The purpose of the mysteries

As the ultimate purpose of the Mysteries was to free the soul from the dominion of the flesh, the neophytes were shown the difficulties of the Path which lay before them. "Easy is the path that leads down to Hell," Virgil says, "grim Pluto's gate stands open night and day. But to retrace one's steps and escape to the upper regions, this is a work, this is a task." But however great the difficulties, Virgil assures us that they are not insurmountable, since "some few, whom illustrious virtue advanced to heaven, have effected it."

Blessed! thrice blessed! who, with winged speed,

from Hyle’s dread voracious barking flies,

and, leaving Earth’s obscurity behind,

by a light leap, directs his steps to thee.
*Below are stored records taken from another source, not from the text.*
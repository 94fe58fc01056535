// Matrix files.
//
// `.pac` files hold a bincode-encoded PackedMatrix: the two label lists plus
// the non-zero cells as (row, col, value) triplets. TSV export writes the
// dense matrix for use in R or a spreadsheet.

use std::fs::File;
use std::io::{BufReader, BufWriter, Write};
use std::path::Path;

use anyhow::{Context, Result};
use serde::{Deserialize, Serialize};

use super::TypeTokenMatrix;

/// Bumped whenever PackedMatrix changes shape.
const FORMAT_VERSION: u32 = 1;

#[derive(Serialize, Deserialize)]
struct PackedMatrix {
    version: u32,
    row_items: Vec<String>,
    col_items: Vec<String>,
    cells: Vec<(u32, u32, f64)>,
}

impl TypeTokenMatrix {
    /// Write the matrix in the packed binary format.
    pub fn save(&self, path: &Path) -> Result<()> {
        create_parent(path)?;
        let mut cells = Vec::with_capacity(self.nnz());
        for r in 0..self.row_items.len() {
            for (c, v) in self.row_entries(r) {
                cells.push((r as u32, c as u32, v));
            }
        }
        let packed = PackedMatrix {
            version: FORMAT_VERSION,
            row_items: self.row_items.clone(),
            col_items: self.col_items.clone(),
            cells,
        };

        let file = File::create(path)
            .with_context(|| format!("Failed to create matrix file {}", path.display()))?;
        let mut writer = BufWriter::new(file);
        bincode::serialize_into(&mut writer, &packed)
            .with_context(|| format!("Failed to write matrix to {}", path.display()))?;
        writer.flush()?;
        Ok(())
    }

    /// Read a matrix written by `save`.
    pub fn load(path: &Path) -> Result<Self> {
        let file = File::open(path)
            .with_context(|| format!("Failed to open matrix file {}", path.display()))?;
        let packed: PackedMatrix = bincode::deserialize_from(BufReader::new(file))
            .with_context(|| format!("Failed to decode matrix file {}", path.display()))?;
        if packed.version != FORMAT_VERSION {
            anyhow::bail!(
                "{} has matrix format version {}, expected {}",
                path.display(),
                packed.version,
                FORMAT_VERSION
            );
        }
        Self::from_triplets(
            packed.row_items,
            packed.col_items,
            packed
                .cells
                .into_iter()
                .map(|(r, c, v)| (r as usize, c as usize, v)),
        )
        .with_context(|| format!("Corrupt matrix file {}", path.display()))
    }

    /// Write the full matrix as tab-separated text, with column labels in the
    /// header and row labels in the first column.
    pub fn write_tsv(&self, path: &Path) -> Result<()> {
        create_parent(path)?;
        let file = File::create(path)
            .with_context(|| format!("Failed to create {}", path.display()))?;
        let mut writer = BufWriter::new(file);

        write!(writer, "_id")?;
        for col in &self.col_items {
            write!(writer, "\t{col}")?;
        }
        writeln!(writer)?;

        for (r, label) in self.row_items.iter().enumerate() {
            write!(writer, "{label}")?;
            for v in self.dense_row(r) {
                write!(writer, "\t{v}")?;
            }
            writeln!(writer)?;
        }
        writer.flush()?;
        Ok(())
    }
}

fn create_parent(path: &Path) -> Result<()> {
    if let Some(parent) = path.parent() {
        std::fs::create_dir_all(parent)
            .with_context(|| format!("Failed to create {}", parent.display()))?;
    }
    Ok(())
}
- Synesius, The First Hymn

The first task undertaken by the probationary disciples at Agrae was that of purification: "For the Mysteries are not imparted to all who are willing to be initiated. It is necessary that those who are not excluded from initiation should first undergo certain Purifications." (Theon of Smyrna: Mathematica.) In this degree of the Mysteries the student learned to control his appetites, to restrain his emotions, to discipline his mind through the study of arithmetic, geometry, astronomy and music. Only when the lower nature is under control, Plotinus says, "will the inner eye begin to exercise its clear and solemn vision."

The student who had passed through this period of probationary discipline successfully was then admitted to the Greater Mysteries of Eleusis. Where at Agrae he had been permitted to see things "through a glass, darkly," he was now ready to see "face to face." Where before he had observed life through the eyes of Persephone, the unpurified soul, he was now ready to look through the eyes of Demeter, the Higher Self. He was now prepared to have the myth of Demeter and Persephone explained to him, and its different aspects unveiled in philosophical doctrines.
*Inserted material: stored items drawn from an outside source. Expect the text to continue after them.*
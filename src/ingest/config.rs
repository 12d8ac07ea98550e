use anyhow::{Context, Result};
use serde::Deserialize;
use std::fs;
use std::path::{Path, PathBuf};

use poi_harvest::arcgis::ServiceConfig;
use poi_harvest::boundary::AreaFields;
use poi_harvest::db::DatabaseConfig;

#[derive(Debug, Deserialize, Clone, Default)]
#[serde(default)]
pub struct Config {
    pub source: SourceConfig,
    pub service: ServiceConfig,
    pub database: DatabaseConfig,
}

#[derive(Debug, Deserialize, Clone)]
#[serde(default)]
pub struct SourceConfig {
    pub shapefile: PathBuf,
    /// Region group (SA4) code to harvest
    pub region: String,
    pub fields: AreaFields,
}

impl Default for SourceConfig {
    fn default() -> Self {
        Self {
            shapefile: PathBuf::from(
                "SA2_2021_AUST_SHP_GDA2020/SA2_2021_AUST_SHP_GDA2020/SA2_2021_AUST_GDA2020.shp",
            ),
            // Central Coast
            region: "102".to_string(),
            fields: AreaFields::default(),
        }
    }
}

impl Config {
    pub fn load_from_file<P: AsRef<Path>>(path: P) -> Result<Self> {
        let content = fs::read_to_string(path).context("Failed to read config file")?;
        let config: Config = toml::from_str(&content).context("Failed to parse config file")?;
        Ok(config)
    }
}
The instructions in the Greater Mysteries were given out by a high Initiate who was known as the Hierophant, or Interpreter. He was a sage, bound to celibacy, who devoted his entire time to this holy task. None of the students contacted him personally, and no one was allowed to mention him by name. The instructions were read from a book made of two stone tablets, known as the Petromata. They were imparted to the candidate orally, "at low breath," and were received under the pledge of secrecy, the breaking of which meant death.

The Mysteries were not designed merely to initiate a chosen few into the secrets of nature, setting them apart from the rest of mankind. Their true purpose was rather to enable students to acquire an understanding of the ancient wisdom in order to be the better able to help and teach others. Every one initiated in the Eleusinian Mysteries, therefore, bound himself by the age old pledge: "I swear to give up my life for the salvation of my brothers, who constitute the whole of mankind, and, if called upon, to die in the defense of truth."

For many centuries the Mysteries of Eleusis shed their bright rays over the land of Greece. But the day finally came when dark clouds of ignorance and selfishness began to obscure the light. In 510 B.C., on the advice of Aristogeiton, the State decided to use the Eleusinian School as a source of income. From that time on, every one who entered the School paid an admission fee. By breaking the occult law that spiritual truths cannot be bought or sold, the Mysteries began to degenerate, and by the end of the second century A.D. any one who had the price could become an "initiate." During those six hundred years, the epoptae disappeared one by one, leaving only the mystae behind.

Although the less important Mystery Schools completely disappeared under the cruel and revengeful hand of the Christian Emperor Theodosius, the Eleusiniam Mysteries were not so easily abolished. But in the year 396 the vast Temple of Eleusis, one of the most famous buildings of the ancient world, was reduced to a pile of ashes. So perished the Mysteries of Greece.